Amazon's 8.9-inch Kindle Fire HD Now Shipping

Amazon said on Thursday that its 8.9-inch Kindle Fire HD is now shipping, just in time to be wrapped and adorned with a bow this holiday season. The Wi-Fi-only version can now be purchased directly from Amazon starting at $299 by heading here. Alternatively, customers can purchase the tablet at Best Buy starting Friday, and then Staples and Radio Shack in the coming weeks.

The Kindle Fire HD 8.9-inch 4G model will ship next week, Amazon said.

"Kindle Fire HD has been Amazon’s best-selling product worldwide since launch, and that was before we even started shipping the best tablet we’ve ever built," said Dave Limp, Vice President, Amazon Kindle.  "With the holiday season upon us, we’re excited to make our $299 Kindle Fire HD 8.9-inch available early."

This is the highest spec Amazon tablet yet, sporting an 8.9-inch 1920x1200 resolution display at 254 ppi, and dual-band Wi-Fi connectivity, allowing users to access the less-used 5 GHz band when connecting to a dual-band network. Powering this device is a dual-core TI OMAP 4470 SoC with an Imagination SGX544 graphics engine that's capable of over 12 billion floating point operations per second.

The new tablet also packs dual stereo speakers with Dolby Digital Plus, a front-facing HD camera, and a battery promising up to 10 hours. There's also plenty of Amazon exclusives like X-Ray for Movies, X-Ray for Textbooks, Immersion Reading, Whispersync for Voice and Whispersync for Games.

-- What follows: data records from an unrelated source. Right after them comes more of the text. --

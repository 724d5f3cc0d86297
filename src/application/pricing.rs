//! Order totals.
//!
//! Every amount is a 2-decimal `BigDecimal`. Tax is 10% of the item total and
//! shipping is a flat fee waived from `FREE_SHIPPING_THRESHOLD` upwards.

use bigdecimal::{BigDecimal, RoundingMode};

use crate::domain::cart::{LineItem, PriceBreakdown};

fn cents(value: i64) -> BigDecimal {
    BigDecimal::new(value.into(), 2)
}

pub fn tax_rate() -> BigDecimal {
    cents(10)
}

pub fn free_shipping_threshold() -> BigDecimal {
    cents(3000)
}

pub fn shipping_fee() -> BigDecimal {
    cents(499)
}

/// Round half-up to 2 fractional digits.
pub fn round2(value: &BigDecimal) -> BigDecimal {
    value.with_scale_round(2, RoundingMode::HalfUp)
}

/// Fixed two-decimal rendering used for every amount on the wire, e.g.
/// `"0.00"` rather than `"0"`.
pub fn amount_string(value: &BigDecimal) -> String {
    format!("{:.2}", round2(value))
}

/// Unit prices are rounded before summing so the item total always equals
/// the sum of the per-unit amounts sent to the payment provider.
pub fn compute_breakdown(items: &[LineItem]) -> PriceBreakdown {
    let item_total = round2(
        &items
            .iter()
            .map(|item| round2(&item.unit_price) * BigDecimal::from(item.quantity))
            .sum::<BigDecimal>(),
    );
    let tax_total = round2(&(&item_total * tax_rate()));
    let shipping = if item_total >= free_shipping_threshold() {
        cents(0)
    } else {
        shipping_fee()
    };
    let grand_total = round2(&(&item_total + &tax_total + &shipping));

    PriceBreakdown {
        item_total,
        tax_total,
        shipping,
        grand_total,
    }
}

#[cfg(test)]
mod tests {
    use std::str::FromStr;

    use super::*;

    fn item(product_id: i64, price: &str, quantity: u32) -> LineItem {
        LineItem {
            product_id,
            name: format!("product-{}", product_id),
            unit_price: BigDecimal::from_str(price).unwrap(),
            quantity,
        }
    }

    fn dec(s: &str) -> BigDecimal {
        BigDecimal::from_str(s).unwrap()
    }

    #[test]
    fn free_shipping_at_or_above_threshold() {
        let b = compute_breakdown(&[item(1, "10.00", 2), item(2, "15.00", 1)]);

        assert_eq!(b.item_total, dec("35.00"));
        assert_eq!(b.tax_total, dec("3.50"));
        assert_eq!(b.shipping, dec("0.00"));
        assert_eq!(b.grand_total, dec("38.50"));
    }

    #[test]
    fn flat_shipping_below_threshold() {
        let b = compute_breakdown(&[item(3, "5.00", 1)]);

        assert_eq!(b.item_total, dec("5.00"));
        assert_eq!(b.tax_total, dec("0.50"));
        assert_eq!(b.shipping, dec("4.99"));
        assert_eq!(b.grand_total, dec("10.49"));
    }

    #[test]
    fn exactly_thirty_ships_free() {
        let b = compute_breakdown(&[item(1, "30", 1)]);

        assert_eq!(b.shipping, dec("0"));
        assert_eq!(b.grand_total, dec("33.00"));
    }

    #[test]
    fn tax_rounds_half_up() {
        // 0.10 * 1.25 = 0.125
        let b = compute_breakdown(&[item(1, "1.25", 1)]);

        assert_eq!(b.tax_total, dec("0.13"));
        assert_eq!(b.grand_total, dec("6.37"));
    }

    #[test]
    fn amounts_always_carry_two_decimals() {
        let b = compute_breakdown(&[item(1, "3", 4)]);

        assert_eq!(amount_string(&b.item_total), "12.00");
        assert_eq!(amount_string(&b.tax_total), "1.20");
        assert_eq!(amount_string(&b.shipping), "4.99");
        assert_eq!(amount_string(&b.grand_total), "18.19");
    }

    #[test]
    fn zero_renders_with_two_decimals() {
        let b = compute_breakdown(&[item(1, "10.00", 2), item(2, "15.00", 1)]);

        assert_eq!(amount_string(&b.shipping), "0.00");
        assert_eq!(amount_string(&cents(0)), "0.00");
        assert_eq!(amount_string(&dec("0")), "0.00");
        assert_eq!(amount_string(&dec("7")), "7.00");
        assert_eq!(amount_string(&dec("38.5")), "38.50");
        assert_eq!(amount_string(&dec("1.005")), "1.01");
    }

    #[test]
    fn item_total_is_sum_of_rounded_unit_prices() {
        // 4.995 rounds to 5.00 per unit; the unrounded sum would be 14.985 -> 14.99.
        let b = compute_breakdown(&[item(1, "4.995", 3)]);

        assert_eq!(amount_string(&b.item_total), "15.00");
        assert_eq!(amount_string(&b.tax_total), "1.50");
        assert_eq!(amount_string(&b.shipping), "4.99");
        assert_eq!(amount_string(&b.grand_total), "21.49");
    }

    #[test]
    fn empty_input_only_charges_shipping() {
        let b = compute_breakdown(&[]);

        assert_eq!(b.item_total, dec("0"));
        assert_eq!(b.tax_total, dec("0"));
        assert_eq!(b.shipping, dec("4.99"));
    }
}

As previously stated, Amazon will begin shipping the 4G LTE model next week, November 20, priced at a heftier $499 or more. For connectivity on the go, the tablet's 12-session AT&T 4G data package will mean a one-time payment of $49.99, and include 250 MB per session of data, a $10 Amazon Appstore for Android credit and 20 GB of Amazon CloudDrive. This package will only be available for the first year of service.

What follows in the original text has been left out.